Sunday, August 25, 2013

The August Break Day 25: Sunday Morning

Sunday morning view out of my friend Rebecca's third floor apartment on Dolores street. This is such a quintessentially Mission scene: beautiful Victorian homes, the fog barely poking out over Twin Peaks, and, if you squint, the J Muni line cruising south.

Saturday, August 24, 2013

The August Break Day 24: Hear

Dave and I met up with some friends at the 20th Street Block Party. I managed not to have a panic attack while being surrounded by so many people (I'm only slightly exagerrating) and we found a nice spot stage right to watch Two Gallants, who I'd never heard of but ended up liking a lot. Here they are covering Nirvana's "Aneurism." 


Friday, August 23, 2013

The August Break Day 23: Sacred

Here you see an image of my home altar. I've kept one for the past 5 or 6 years. I guess I need an entire arsenal of goddesses to watch over me: You see Kali, Durga, Frida Kahlo, The Virgin of Guadalupe, and a photo of my mom when she was 19. There's Royal Violets perfume, used by all the women on my mom's side of the family; various shells (and one vial of sand) from various oceans and seas all around the world; found hawk feathers; tarot cards; stones; messages from loved ones; a wallet sized photo of myself as a baby...little reminders from all of my lives, past, present, and future.

Thursday, August 22, 2013

The August Break Day 22: Midday

I set an alarm for noon today. This is the photo I took:

Out the window of Fix Studios

Wednesday, August 21, 2013

The August Break Day 21: Something Old

There are so many amazing, pimped out rides in the Mission--I caught this one showing off on 24th Street:

My favorite street

Tuesday, August 20, 2013

The August Break Day 20: Sight

So the prompt read "taste," however; I think it was an accidental redundancy because we already did that on the ninth. So, I chose "Sight" instead.

And how could I not!
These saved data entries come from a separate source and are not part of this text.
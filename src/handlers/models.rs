// Resource shapes. Every field is optional and serializes as null when
// absent, so responses always carry the full model.

use chrono::{DateTime, Utc};
use serde::{Deserialize, Serialize};

#[derive(Debug, Clone, Default, Serialize, Deserialize)]
pub struct User {
    pub id: Option<i64>,
    pub username: Option<String>,
    pub email: Option<String>,
    pub first_name: Option<String>,
    pub last_name: Option<String>,
    pub phone: Option<String>,
    pub role: Option<String>,
    pub status: Option<String>,
    pub created_at: Option<DateTime<Utc>>,
    pub last_login: Option<DateTime<Utc>>,
}

impl User {
    pub fn missing_required(&self) -> Vec<&'static str> {
        let mut missing = Vec::new();
        if self.username.as_deref().map_or(true, str::is_empty) {
            missing.push("username");
        }
        if self.email.as_deref().map_or(true, str::is_empty) {
            missing.push("email");
        }
        missing
    }
}

#[derive(Debug, Clone, Default, Serialize, Deserialize)]
pub struct Product {
    pub id: Option<i64>,
    pub name: Option<String>,
    pub description: Option<String>,
    pub price: Option<f64>,
    pub category: Option<String>,
    pub stock: Option<i64>,
    pub sku: Option<String>,
    pub status: Option<String>,
    pub created_at: Option<DateTime<Utc>>,
}

impl Product {
    pub fn missing_required(&self) -> Vec<&'static str> {
        let mut missing = Vec::new();
        if self.name.as_deref().map_or(true, str::is_empty) {
            missing.push("name");
        }
        if self.price.is_none() {
            missing.push("price");
        }
        missing
    }
}

#[derive(Debug, Clone, Default, Serialize, Deserialize)]
pub struct Order {
    pub id: Option<i64>,
    pub user_id: Option<i64>,
    pub total_amount: Option<f64>,
    pub status: Option<String>,
    pub shipping_address: Option<String>,
    pub payment_method: Option<String>,
    pub created_at: Option<DateTime<Utc>>,
    pub updated_at: Option<DateTime<Utc>>,
}

#[cfg(test)]
mod tests {
    use super::*;

    #[test]
    fn absent_fields_serialize_as_null() {
        let user = User {
            id: Some(1),
            username: Some("john_doe".into()),
            ..Default::default()
        };
        let value = serde_json::to_value(&user).unwrap();
        assert_eq!(value["id"], 1);
        assert!(value["phone"].is_null());
        assert_eq!(value.as_object().unwrap().len(), 10);
    }

    #[test]
    fn required_field_checks() {
        assert_eq!(User::default().missing_required(), vec!["username", "email"]);
        let product = Product {
            name: Some("Desk".into()),
            ..Default::default()
        };
        assert_eq!(product.missing_required(), vec!["price"]);
    }
}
The moon was HUGE. I usually think it's silly to take photos of the moon because they always come out fuzzy, never doing her justice--but I think I found a way to capture her tonight:

Can you guess which one is the moon??? 

This is the field on Golden Gate where we play softball every week. We got our asses handed to us--but it was super fun anyway!

Sunday, August 18, 2013

Saturday, August 17, 2013

The August Break Day 17: Touch

My photo of the day, plus a couple extras:

Me and Zoie 

Melvin and Dave--Pony pals


Friday, August 16, 2013

The August Break Day 16: Floral

I get caught up in city life sometimes. Often, it's not positive. I start to get small, and bitch about little things, like waiting in line, or crowds, or how much I hate doing laundry. And then on a bike ride to AT&T park to watch a Giants game with my boo, we stop to grab lunch from a taco truck and as I lean up on the metal fence I glance up only to see I am surrounded by this:

Swoon City USA, aka passiflora, aka passionflower

Thursday, August 15, 2013

The August Break Day 15: Books

I read Cheryl Strayed's Wild in three days. There were dozens of passages that felt expressly written for me. This book felt like a dear friend, and ever since I finished, I feel like a piece of me is missing.